Thinking of your proposal to undertake bottom-up deletion also on the
last-to-fit tuple insertion,
I'd like to start with my understanding of the design:
* we try to avoid index bloat, but we do it in the “lazy” way (for a
reason, see below)
* it means, that if there is enough space on the leaf page to fit new index
tuple,
we just fit it there
* if there's not enough space, we first look at the presence of LP_DEAD
tuples,
and if they do exits, we scan the whole (index) page to re-check all
tuples in order
to find others, not-yet-marked-but-actually-being-LP_DEAD tuples and
clean all those up.
* if still not enough space, only now we try bottom-up-deletion. This is
heavy operation and
can cause extra IO (tests do show this), therefore this operation is
undertaken at the point,
when we can justify extra IO against leaf page split.
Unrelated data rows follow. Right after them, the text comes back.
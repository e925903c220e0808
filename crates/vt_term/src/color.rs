//! Color and style model (SGR attributes).

use bitflags::bitflags;

/// A foreground, background, or underline color. Equality is structural,
/// so `Color::Default` compares equal to itself but to nothing else —
/// resolving it to an actual RGB value is an embedder/rendering concern.
#[derive(Debug, Clone, Copy, PartialEq, Eq, Default)]
pub enum Color {
    #[default]
    Default,
    Indexed(u8),
    Rgb(u8, u8, u8),
}

/// Underline rendering, separate from the other boolean attributes because
/// it has more than two states.
#[derive(Debug, Clone, Copy, PartialEq, Eq, Default)]
pub enum Underline {
    #[default]
    None,
    Single,
    Double,
    Curly,
    Dotted,
    Dashed,
}

bitflags! {
    /// Boolean SGR attributes. Underline is tracked separately in
    /// [`Style::underline`] since it is multi-valued.
    #[derive(Debug, Clone, Copy, PartialEq, Eq, Default)]
    pub struct Attrs: u16 {
        const BOLD        = 0b0000_0000_0001;
        const DIM         = 0b0000_0000_0010;
        const ITALIC      = 0b0000_0000_0100;
        const BLINK       = 0b0000_0000_1000;
        const INVERSE     = 0b0000_0001_0000;
        const HIDDEN      = 0b0000_0010_0000;
        const STRIKE      = 0b0000_0100_0000;
        const OVERLINE    = 0b0000_1000_0000;
    }
}

/// A complete SGR rendition state for a cell. `Style::default()` is the
/// "no attributes, default colors" style that every freshly cleared cell
/// carries, and compares equal to any other all-default style.
#[derive(Debug, Clone, Copy, PartialEq, Eq, Default)]
pub struct Style {
    pub fg: Color,
    pub bg: Color,
    pub underline_color: Color,
    pub underline: Underline,
    pub attrs: Attrs,
}

impl Style {
    pub fn reset(&mut self) {
        *self = Style::default();
    }

    /// Apply one SGR parameter set (as parsed from a single `CSI...m`
    /// sequence, already split into top-level params with their
    /// `:`-separated sub-params) to this style. Unrecognized codes are
    /// silently ignored per spec.
    pub fn apply_sgr(&mut self, params: &[vt_parser::CsiParam]) {
        if params.is_empty() {
            self.reset();
            return;
        }
        let mut i = 0;
        while i < params.len() {
            let code = params[i].value;
            match code {
                0 => self.reset(),
                1 => self.attrs.insert(Attrs::BOLD),
                2 => self.attrs.insert(Attrs::DIM),
                3 => self.attrs.insert(Attrs::ITALIC),
                4 => {
                    self.underline = match params[i].sub_params.first() {
                        Some(0) => Underline::None,
                        Some(2) => Underline::Double,
                        Some(3) => Underline::Curly,
                        Some(4) => Underline::Dotted,
                        Some(5) => Underline::Dashed,
                        _ => Underline::Single,
                    };
                }
                5 => self.attrs.insert(Attrs::BLINK),
                7 => self.attrs.insert(Attrs::INVERSE),
                8 => self.attrs.insert(Attrs::HIDDEN),
                9 => self.attrs.insert(Attrs::STRIKE),
                21 => self.underline = Underline::Double,
                22 => self.attrs.remove(Attrs::BOLD | Attrs::DIM),
                23 => self.attrs.remove(Attrs::ITALIC),
                24 => self.underline = Underline::None,
                25 => self.attrs.remove(Attrs::BLINK),
                27 => self.attrs.remove(Attrs::INVERSE),
                28 => self.attrs.remove(Attrs::HIDDEN),
                29 => self.attrs.remove(Attrs::STRIKE),
                30..=37 => self.fg = Color::Indexed(code as u8 - 30),
                38 => {
                    if let Some((color, consumed)) = parse_extended_color(&params[i..]) {
                        self.fg = color;
                        i += consumed - 1;
                    }
                }
                39 => self.fg = Color::Default,
                40..=47 => self.bg = Color::Indexed(code as u8 - 40),
                48 => {
                    if let Some((color, consumed)) = parse_extended_color(&params[i..]) {
                        self.bg = color;
                        i += consumed - 1;
                    }
                }
                49 => self.bg = Color::Default,
                53 => self.attrs.insert(Attrs::OVERLINE),
                55 => self.attrs.remove(Attrs::OVERLINE),
                58 => {
                    if let Some((color, consumed)) = parse_extended_color(&params[i..]) {
                        self.underline_color = color;
                        i += consumed - 1;
                    }
                }
                59 => self.underline_color = Color::Default,
                90..=97 => self.fg = Color::Indexed(code as u8 - 90 + 8),
                100..=107 => self.bg = Color::Indexed(code as u8 - 100 + 8),
                _ => log::debug!("unrecognized SGR parameter {code}"),
            }
            i += 1;
        }
    }
}

/// Parse the extended-color tail of an SGR sequence starting at `38`/`48`/`58`.
/// Handles both the classic `;`-separated form (`38;5;n`, `38;2;r;g;b`) and
/// the `:`-sub-parameter form (`38:5:n`, `38:2::r:g:b`). Returns the decoded
/// color and how many top-level params (including the `38`/`48`/`58` itself)
/// were consumed.
fn parse_extended_color(params: &[vt_parser::CsiParam]) -> Option<(Color, usize)> {
    debug_assert!(!params.is_empty());
    // Sub-parameter form: `38:5:n` or `38:2::r:g:b` — everything lives in
    // params[0].sub_params.
    if !params[0].sub_params.is_empty() {
        let sub = &params[0].sub_params;
        return match sub.first() {
            Some(5) => sub.get(1).map(|n| (Color::Indexed(*n as u8), 1)),
            Some(2) => {
                // sub-param layout is `2 : [colorspace] : r : g : b`; the
                // optional colorspace id means r/g/b may be at offset 1 or 2.
                let rgb = if sub.len() >= 5 { &sub[2..5] } else { sub.get(1..4)? };
                Some((Color::Rgb(rgb[0] as u8, rgb[1] as u8, rgb[2] as u8), 1))
            }
            _ => None,
        };
    }
    // Classic `;`-separated form.
    match params.get(1).map(|p| p.value) {
        Some(5) => params.get(2).map(|n| (Color::Indexed(n.value as u8), 3)),
        Some(2) => {
            let r = params.get(2)?.value as u8;
            let g = params.get(3)?.value as u8;
            let b = params.get(4)?.value as u8;
            Some((Color::Rgb(r, g, b), 5))
        }
        _ => None,
    }
}

#[cfg(test)]
mod tests {
    use super::*;
    use vt_parser::CsiParam;

    fn params(values: &[u16]) -> Vec<CsiParam> {
        values.iter().map(|&v| CsiParam::new(v)).collect()
    }

    #[test]
    fn reset_clears_everything() {
        let mut s = Style {
            fg: Color::Indexed(1),
            attrs: Attrs::BOLD,
            ..Default::default()
        };
        s.apply_sgr(&params(&[0]));
        assert_eq!(s, Style::default());
    }

    #[test]
    fn bold_and_fg_red() {
        let mut s = Style::default();
        s.apply_sgr(&params(&[31, 1]));
        assert_eq!(s.fg, Color::Indexed(1));
        assert!(s.attrs.contains(Attrs::BOLD));
    }

    #[test]
    fn indexed_256_classic_form() {
        let mut s = Style::default();
        s.apply_sgr(&params(&[38, 5, 201]));
        assert_eq!(s.fg, Color::Indexed(201));
    }

    #[test]
    fn rgb_classic_form() {
        let mut s = Style::default();
        s.apply_sgr(&params(&[48, 2, 10, 20, 30]));
        assert_eq!(s.bg, Color::Rgb(10, 20, 30));
    }

    #[test]
    fn rgb_sub_param_form() {
        let mut s = Style::default();
        let mut p = CsiParam::new(38);
        p.sub_params = vec![2, 0, 255, 0, 0];
        s.apply_sgr(&[p]);
        assert_eq!(s.fg, Color::Rgb(255, 0, 0));
    }

    #[test]
    fn indexed_256_sub_param_form() {
        let mut s = Style::default();
        let mut p = CsiParam::new(38);
        p.sub_params = vec![5, 201];
        s.apply_sgr(&[p]);
        assert_eq!(s.fg, Color::Indexed(201));
    }

    #[test]
    fn unknown_param_ignored() {
        let mut s = Style::default();
        s.apply_sgr(&params(&[1, 26, 31]));
        assert!(s.attrs.contains(Attrs::BOLD));
        assert_eq!(s.fg, Color::Indexed(1));
    }

    #[test]
    fn double_underline_via_21_and_via_4_2() {
        let mut s = Style::default();
        s.apply_sgr(&params(&[21]));
        assert_eq!(s.underline, Underline::Double);
    }
}
//! Cell grid buffer model and terminal state machine built on top of
//! `vt_parser`'s event stream.

mod buffer;
mod cell;
mod charset;
mod color;
mod error;
mod input;
mod line;
#[cfg(feature = "scrollback")]
mod scrollback;
mod terminal;

pub use buffer::{Buffer, SavedCursor};
pub use cell::Cell;
pub use charset::CharsetId;
pub use color::{Attrs, Color, Style, Underline};
pub use error::Error;
pub use input::{encode_key, encode_key_with_mods, encode_mouse, KeyEvent, KeyName, Modifiers, MouseAction, MouseButton};
pub use line::Line;
pub use terminal::{ActiveBuffer, CursorKeysMode, KeypadMode, MouseEncoding, MouseMode, Snapshot, Terminal};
* if no space also after bottom-up-deletion, we perform deduplication (if
possible)
* finally, we split the page.
Should we try bottom-up-deletion pass in a situation where we're inserting
the last possible tuple
into the page (enough space for *current* insert, but likely no space for
the next),
then (among others) exists the following possibilities:
- no new tuples ever comes to this page anymore (happy accident), which
means that
we've wasted IO cycles
- we undertake bottom-up-deletion pass without success and we're asked to
insert new tuple in this
fully packed index page. This can unroll to:
- due to the delay, we've managed to find some space either due to
LP_DEAD or bottom-up-cleanup.
which means we've wasted IO cycles on the previous iteration (too early
attempt).
- we still failed to find any space and are forced to split the page.
in this case we've wasted IO cycles twice.
In my view these cases when we generated wasted IO cycles (producing no
benefit) should be avoided.
And this is main reason for current approach.
Again, this is my understanding and I hope I got it right.